DATA LISTING below:

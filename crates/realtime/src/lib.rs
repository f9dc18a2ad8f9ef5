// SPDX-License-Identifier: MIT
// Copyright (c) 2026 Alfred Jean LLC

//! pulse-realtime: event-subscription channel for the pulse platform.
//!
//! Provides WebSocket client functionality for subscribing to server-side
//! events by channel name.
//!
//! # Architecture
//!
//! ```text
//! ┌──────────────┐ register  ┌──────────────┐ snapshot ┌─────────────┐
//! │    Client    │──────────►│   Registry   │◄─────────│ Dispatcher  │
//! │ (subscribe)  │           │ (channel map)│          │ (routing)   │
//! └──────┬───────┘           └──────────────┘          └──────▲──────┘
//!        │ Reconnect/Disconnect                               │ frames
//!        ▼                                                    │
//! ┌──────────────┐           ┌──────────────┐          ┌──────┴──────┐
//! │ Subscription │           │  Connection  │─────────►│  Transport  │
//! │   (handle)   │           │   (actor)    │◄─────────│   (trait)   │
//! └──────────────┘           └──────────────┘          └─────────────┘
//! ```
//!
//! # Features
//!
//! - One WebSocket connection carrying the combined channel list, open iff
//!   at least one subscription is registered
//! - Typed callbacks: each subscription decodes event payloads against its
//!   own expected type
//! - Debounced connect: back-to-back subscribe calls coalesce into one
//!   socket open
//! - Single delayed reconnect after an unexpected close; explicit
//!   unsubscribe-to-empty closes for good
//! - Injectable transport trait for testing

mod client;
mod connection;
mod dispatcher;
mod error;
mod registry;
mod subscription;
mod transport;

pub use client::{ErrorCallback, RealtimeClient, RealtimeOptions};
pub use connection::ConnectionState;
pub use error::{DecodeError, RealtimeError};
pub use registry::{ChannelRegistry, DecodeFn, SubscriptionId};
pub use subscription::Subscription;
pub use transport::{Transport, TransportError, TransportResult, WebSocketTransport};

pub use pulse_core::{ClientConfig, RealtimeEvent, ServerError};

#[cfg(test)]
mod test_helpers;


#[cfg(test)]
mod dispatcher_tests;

End of DATA LISTING.
DATA LISTING below:

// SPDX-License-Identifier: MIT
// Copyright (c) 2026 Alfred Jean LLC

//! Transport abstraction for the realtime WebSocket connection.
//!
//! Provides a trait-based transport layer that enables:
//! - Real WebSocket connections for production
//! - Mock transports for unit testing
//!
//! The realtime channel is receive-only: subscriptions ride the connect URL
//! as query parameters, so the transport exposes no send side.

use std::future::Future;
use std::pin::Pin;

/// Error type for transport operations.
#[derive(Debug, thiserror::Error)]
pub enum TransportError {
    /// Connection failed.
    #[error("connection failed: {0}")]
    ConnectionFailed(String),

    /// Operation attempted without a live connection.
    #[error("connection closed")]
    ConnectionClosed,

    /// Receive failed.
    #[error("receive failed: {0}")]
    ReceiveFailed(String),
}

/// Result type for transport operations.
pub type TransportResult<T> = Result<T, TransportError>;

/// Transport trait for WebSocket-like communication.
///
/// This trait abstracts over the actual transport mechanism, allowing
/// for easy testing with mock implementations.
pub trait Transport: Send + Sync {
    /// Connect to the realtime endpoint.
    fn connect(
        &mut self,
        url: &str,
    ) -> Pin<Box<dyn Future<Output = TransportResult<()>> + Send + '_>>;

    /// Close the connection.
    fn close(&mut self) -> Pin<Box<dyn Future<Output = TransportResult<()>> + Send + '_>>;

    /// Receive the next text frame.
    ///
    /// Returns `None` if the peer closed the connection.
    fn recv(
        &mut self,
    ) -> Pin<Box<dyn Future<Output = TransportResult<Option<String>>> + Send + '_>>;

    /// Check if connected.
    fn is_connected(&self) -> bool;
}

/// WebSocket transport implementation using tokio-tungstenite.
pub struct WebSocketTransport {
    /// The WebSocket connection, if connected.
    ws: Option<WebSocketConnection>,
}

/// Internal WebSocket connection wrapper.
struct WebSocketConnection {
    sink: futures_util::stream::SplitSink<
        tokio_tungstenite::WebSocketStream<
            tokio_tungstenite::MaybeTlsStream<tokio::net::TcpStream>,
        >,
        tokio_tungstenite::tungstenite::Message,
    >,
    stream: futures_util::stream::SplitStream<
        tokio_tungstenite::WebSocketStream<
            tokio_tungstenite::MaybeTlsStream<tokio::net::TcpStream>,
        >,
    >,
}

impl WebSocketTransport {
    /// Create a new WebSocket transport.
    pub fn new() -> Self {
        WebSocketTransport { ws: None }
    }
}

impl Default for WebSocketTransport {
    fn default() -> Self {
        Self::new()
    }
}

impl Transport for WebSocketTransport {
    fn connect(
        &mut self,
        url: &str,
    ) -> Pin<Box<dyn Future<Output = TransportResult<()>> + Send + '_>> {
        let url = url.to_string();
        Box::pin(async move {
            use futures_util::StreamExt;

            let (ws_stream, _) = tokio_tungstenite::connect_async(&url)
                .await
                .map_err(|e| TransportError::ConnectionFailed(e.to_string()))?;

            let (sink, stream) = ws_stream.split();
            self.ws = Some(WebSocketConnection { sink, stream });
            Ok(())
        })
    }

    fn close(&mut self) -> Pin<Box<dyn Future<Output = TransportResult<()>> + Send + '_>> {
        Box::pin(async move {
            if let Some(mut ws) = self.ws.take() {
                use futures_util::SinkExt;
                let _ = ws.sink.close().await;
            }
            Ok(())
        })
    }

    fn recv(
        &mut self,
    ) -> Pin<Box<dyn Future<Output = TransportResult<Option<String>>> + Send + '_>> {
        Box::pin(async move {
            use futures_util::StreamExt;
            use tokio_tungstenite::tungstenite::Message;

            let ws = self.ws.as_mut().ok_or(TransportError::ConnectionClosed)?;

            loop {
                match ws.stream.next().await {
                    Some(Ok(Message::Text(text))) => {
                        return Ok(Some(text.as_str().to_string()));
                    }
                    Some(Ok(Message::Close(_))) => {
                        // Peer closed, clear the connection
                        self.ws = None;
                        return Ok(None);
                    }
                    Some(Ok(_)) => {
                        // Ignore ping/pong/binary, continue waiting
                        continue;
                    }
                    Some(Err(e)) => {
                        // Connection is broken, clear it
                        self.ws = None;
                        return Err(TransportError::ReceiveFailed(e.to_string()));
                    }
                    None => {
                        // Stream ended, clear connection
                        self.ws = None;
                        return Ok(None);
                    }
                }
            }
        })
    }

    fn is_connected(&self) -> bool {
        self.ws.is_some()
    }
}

End of DATA LISTING.
DATA LISTING below:

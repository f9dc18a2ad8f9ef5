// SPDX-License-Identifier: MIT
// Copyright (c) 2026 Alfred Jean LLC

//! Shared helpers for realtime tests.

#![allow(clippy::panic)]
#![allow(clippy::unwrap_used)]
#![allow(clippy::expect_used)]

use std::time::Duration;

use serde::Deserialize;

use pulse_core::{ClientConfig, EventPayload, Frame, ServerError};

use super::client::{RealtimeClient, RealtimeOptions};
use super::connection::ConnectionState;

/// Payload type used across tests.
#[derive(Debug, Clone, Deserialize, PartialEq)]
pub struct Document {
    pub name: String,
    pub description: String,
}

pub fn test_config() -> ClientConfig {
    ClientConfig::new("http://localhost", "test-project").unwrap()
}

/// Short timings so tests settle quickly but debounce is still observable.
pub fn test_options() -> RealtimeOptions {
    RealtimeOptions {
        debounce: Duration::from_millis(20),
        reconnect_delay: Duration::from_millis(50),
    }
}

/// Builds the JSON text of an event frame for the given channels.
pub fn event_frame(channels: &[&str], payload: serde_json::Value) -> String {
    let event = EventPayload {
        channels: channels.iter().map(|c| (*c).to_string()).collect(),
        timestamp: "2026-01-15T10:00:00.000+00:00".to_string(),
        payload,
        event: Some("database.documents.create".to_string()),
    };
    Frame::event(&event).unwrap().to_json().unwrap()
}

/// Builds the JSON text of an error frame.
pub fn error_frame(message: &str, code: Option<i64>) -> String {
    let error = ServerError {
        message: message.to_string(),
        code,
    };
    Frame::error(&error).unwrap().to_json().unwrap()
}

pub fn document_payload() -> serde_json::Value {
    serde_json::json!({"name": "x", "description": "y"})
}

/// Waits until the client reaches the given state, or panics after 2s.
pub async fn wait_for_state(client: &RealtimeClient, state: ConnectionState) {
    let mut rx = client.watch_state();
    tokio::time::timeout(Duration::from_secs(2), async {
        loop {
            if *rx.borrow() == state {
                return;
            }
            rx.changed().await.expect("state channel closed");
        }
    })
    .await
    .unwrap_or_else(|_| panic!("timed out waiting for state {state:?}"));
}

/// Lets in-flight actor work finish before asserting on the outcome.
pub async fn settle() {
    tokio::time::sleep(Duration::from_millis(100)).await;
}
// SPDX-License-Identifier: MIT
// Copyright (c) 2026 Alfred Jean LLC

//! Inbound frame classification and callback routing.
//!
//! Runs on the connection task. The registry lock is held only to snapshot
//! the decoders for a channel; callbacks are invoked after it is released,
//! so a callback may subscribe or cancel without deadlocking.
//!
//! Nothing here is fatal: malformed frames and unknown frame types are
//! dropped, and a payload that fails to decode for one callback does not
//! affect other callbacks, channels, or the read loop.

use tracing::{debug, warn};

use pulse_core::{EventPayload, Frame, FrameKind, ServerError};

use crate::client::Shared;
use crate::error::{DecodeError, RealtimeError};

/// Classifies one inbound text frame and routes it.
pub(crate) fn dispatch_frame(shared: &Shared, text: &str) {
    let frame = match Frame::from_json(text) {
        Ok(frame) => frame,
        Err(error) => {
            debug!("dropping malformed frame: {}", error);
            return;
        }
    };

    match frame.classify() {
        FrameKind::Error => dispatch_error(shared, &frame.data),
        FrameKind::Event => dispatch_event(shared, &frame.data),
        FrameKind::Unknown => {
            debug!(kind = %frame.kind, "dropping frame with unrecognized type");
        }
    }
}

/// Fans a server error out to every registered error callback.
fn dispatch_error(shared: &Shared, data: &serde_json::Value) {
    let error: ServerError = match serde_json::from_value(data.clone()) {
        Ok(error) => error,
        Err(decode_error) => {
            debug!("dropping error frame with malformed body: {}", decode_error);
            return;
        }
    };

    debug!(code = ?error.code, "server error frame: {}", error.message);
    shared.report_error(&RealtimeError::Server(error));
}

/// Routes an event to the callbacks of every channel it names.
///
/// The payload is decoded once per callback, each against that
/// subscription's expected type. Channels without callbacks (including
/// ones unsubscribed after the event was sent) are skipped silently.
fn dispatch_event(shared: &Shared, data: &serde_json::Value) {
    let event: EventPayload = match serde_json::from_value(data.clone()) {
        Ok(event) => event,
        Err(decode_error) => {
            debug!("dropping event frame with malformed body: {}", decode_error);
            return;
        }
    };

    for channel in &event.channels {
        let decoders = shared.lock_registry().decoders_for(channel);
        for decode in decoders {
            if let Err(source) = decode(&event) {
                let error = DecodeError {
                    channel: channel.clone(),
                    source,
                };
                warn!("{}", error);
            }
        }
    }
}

End of DATA LISTING.

(THE PROBLEM): Within the material, count the lines where the word "source" appears. The reply is that number and nothing more.

(RESULT OF THE TASK): 2